A-State Team Partners with NASA to Study Monday’s Eclipse
JONESBORO, Ark. – As millions of Americans looked skyward to marvel at Monday’s solar eclipse, Arkansas State University faculty and students were busy partnering with NASA to study the occurrence as the shadow of the moon raced across the midsection of the nation.
Led by professor of science education Dr. Tillman Kennon and Dr. Ross Carroll, associate professor of physics, the A-State team capped more than a year of preparation when they launched a high-altitude balloon in Fulton, Mo., just over an hour before the eclipse. With Arkansas only experiencing a partial eclipse, it was necessary for the team to travel to central Missouri.
They were joined by a busload of more than 50 other A-State honor students, who were hosted on the trip by the A-State Office of Research & Technology Transfer and the Student Research Council.
The balloon was sent aloft with multiple cameras, tracking devices, and other instruments such as spectrometers and Geiger counters. The team met NASA’s objective with the balloon, capturing images not only of the sun, but of the moon’s shadow on the earth’s surface. NASA will use the images and data, along with those of around 50 other teams who also participated in the partnership, to study the eclipse.
Both Kennon and Carroll called the mission a complete success and had high praise for the A-State students who worked alongside them, launching, communicating with and tracking the balloon while it was aloft.

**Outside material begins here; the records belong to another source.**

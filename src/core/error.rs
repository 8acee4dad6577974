use thiserror::Error;

use crate::graph::NodeId;

/// Structural wiring error. Raised only while a graph is being assembled;
/// stepping never produces one.
#[derive(Debug, Clone, PartialEq, Eq, Error)]
pub enum ConnectError {
    #[error("node {0:?} does not exist in this graph")]
    UnknownNode(NodeId),

    #[error("node {0:?} is not a dynamic field")]
    NotAField(NodeId),

    #[error("{side} dimensionality or dimension sizes are unknown")]
    UnknownShape { side: &'static str },

    #[error("dimensionality mismatch: {from} -> {to} without a projection")]
    DimensionalityMismatch { from: usize, to: usize },

    #[error("dimensionality mismatch between chain elements {index} and {next}: {from} -> {to}")]
    ChainDimensionalityMismatch {
        index: usize,
        next: usize,
        from: usize,
        to: usize,
    },

    #[error("shape mismatch: {from:?} -> {to:?} without a scaler or projection")]
    ShapeMismatch { from: Vec<usize>, to: Vec<usize> },

    #[error("a connection may contain at most one scaler, found {0}")]
    MultipleScalers(usize),

    #[error("projection at step {0} violates compress-first / expand-last ordering")]
    ProjectionOrder(usize),

    #[error("a projection may not both compress and expand")]
    CompressAndExpand,

    #[error("projection maps {inputs} input dimensions onto {outputs} output dimensions")]
    IndexCountMismatch { inputs: usize, outputs: usize },

    #[error("dimension index {index} out of range for dimensionality {dimensionality}")]
    DimensionOutOfRange { index: usize, dimensionality: usize },

    #[error("dimension index {0} appears more than once in a projection mapping")]
    DuplicateDimension(usize),

    #[error("unsupported projection from {from} to {to} dimensions")]
    UnsupportedProjection { from: usize, to: usize },

    #[error("kernel mode has {got} entries, kernel dimensionality is {expected}")]
    KernelDimensionMismatch { expected: usize, got: usize },

    #[error("a gauss kernel needs at least one dimension; use a box kernel on 0-D nodes")]
    ScalarGaussKernel,

    #[error("under-determined chain: dimension sizes could not be resolved")]
    UnderDetermined,
}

“About an hour before go-time, I just stepped back and I watched our students,” said Carroll. “Frankly, they could have run it without me, and I felt really proud. All of our students were great, but in particular, we had a couple of students who kind of took the lead - Justin Barnes and Patrick Tribbett. Justin was extremely helpful with the technical aspects. At one point, I took a break and looked over and Patrick was just in charge. He was helping lead the other students, and so long as I saw that he was calm, I knew everything was good.”
“One of our biggest accomplishments was the video system,” said Tribbett, a senior physics major from Kingman, Ariz. “One of our payloads was recording live video, which it saved to an SD card. We are starting to piece that together and hopefully get to make a panoramic video.”
The payload parachuted back to earth after reaching an apex of just over 80,000 feet, or 15 miles high. It was recovered at the edge of a creek over 50 miles northeast of Fulton later Monday afternoon.
More than 100 students, faculty and staff from A-State were on hand, and the entire student body of Fulton High School filled the stands at the football field. Kennon said that exposing so many young people to the experience of the eclipse was one of the day’s biggest achievements.
“One of the biggest accomplishments was the number of people there that got to see it,” said Kennon. “I know we got video and the other boxes have a bunch of data that we will get, and that’s all important, but just opening this up to the younger people is something that they will remember for the rest of their lives.”
When asked about the high point of working on the project, all three pointed to the just over two minutes of total eclipse witnessed by those on hand.
“I can’t stop thinking about the experience of totality,” said Carroll. “I can’t stop thinking about it and thinking about the next one.”
“The totality was amazing,” echoed Tribbett. “Going from 95 percent to totality was night and day.”
“Since I had seen one before, I kind of knew what to expect,” said Kennon. “It was a big deal, and there were our students, and a lot of kids from the high school there. Just seeing the looks on people’s faces after they had seen it was worth it for me. When totality first started, there was some cheering, but then it got really quiet. It really takes something to silence a bunch of teenage and college kids.”